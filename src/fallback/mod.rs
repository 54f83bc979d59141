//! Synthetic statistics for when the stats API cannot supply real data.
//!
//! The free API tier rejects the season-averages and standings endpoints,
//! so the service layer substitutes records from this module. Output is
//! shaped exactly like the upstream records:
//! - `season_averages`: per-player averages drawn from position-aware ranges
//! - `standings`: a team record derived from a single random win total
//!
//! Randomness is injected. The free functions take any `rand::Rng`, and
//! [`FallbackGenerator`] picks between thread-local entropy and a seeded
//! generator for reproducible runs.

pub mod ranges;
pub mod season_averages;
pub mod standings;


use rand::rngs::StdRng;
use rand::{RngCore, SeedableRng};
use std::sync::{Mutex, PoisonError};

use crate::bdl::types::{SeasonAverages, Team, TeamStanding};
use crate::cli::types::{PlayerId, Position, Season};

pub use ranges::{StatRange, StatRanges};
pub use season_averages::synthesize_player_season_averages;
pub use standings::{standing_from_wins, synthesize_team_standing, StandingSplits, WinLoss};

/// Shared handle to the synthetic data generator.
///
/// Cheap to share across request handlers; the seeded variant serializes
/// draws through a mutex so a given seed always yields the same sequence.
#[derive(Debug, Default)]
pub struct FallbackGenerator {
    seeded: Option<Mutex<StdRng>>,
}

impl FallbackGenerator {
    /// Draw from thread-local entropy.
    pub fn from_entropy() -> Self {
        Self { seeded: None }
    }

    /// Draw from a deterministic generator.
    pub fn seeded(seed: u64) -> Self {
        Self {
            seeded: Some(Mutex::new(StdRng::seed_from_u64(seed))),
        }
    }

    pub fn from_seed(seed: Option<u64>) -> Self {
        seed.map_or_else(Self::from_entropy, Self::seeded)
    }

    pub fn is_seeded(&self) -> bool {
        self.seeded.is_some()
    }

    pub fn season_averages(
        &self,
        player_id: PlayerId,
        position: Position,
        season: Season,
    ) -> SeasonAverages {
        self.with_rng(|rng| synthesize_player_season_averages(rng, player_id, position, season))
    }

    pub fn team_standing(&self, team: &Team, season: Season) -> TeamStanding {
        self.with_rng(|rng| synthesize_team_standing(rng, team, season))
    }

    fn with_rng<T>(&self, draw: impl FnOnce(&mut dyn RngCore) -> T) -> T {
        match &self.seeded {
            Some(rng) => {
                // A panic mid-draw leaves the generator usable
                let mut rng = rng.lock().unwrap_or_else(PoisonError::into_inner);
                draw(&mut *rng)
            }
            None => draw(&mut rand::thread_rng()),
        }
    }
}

------------------------------

YOUR INSTRUCTIONS: Every line from the data above that contains "StdRng" must appear in the answer.

ANSWER SPACE:
use rand::rngs::StdRng;
    seeded: Option<Mutex<StdRng>>,
            seeded: Some(Mutex::new(StdRng::seed_from_u64(seed))),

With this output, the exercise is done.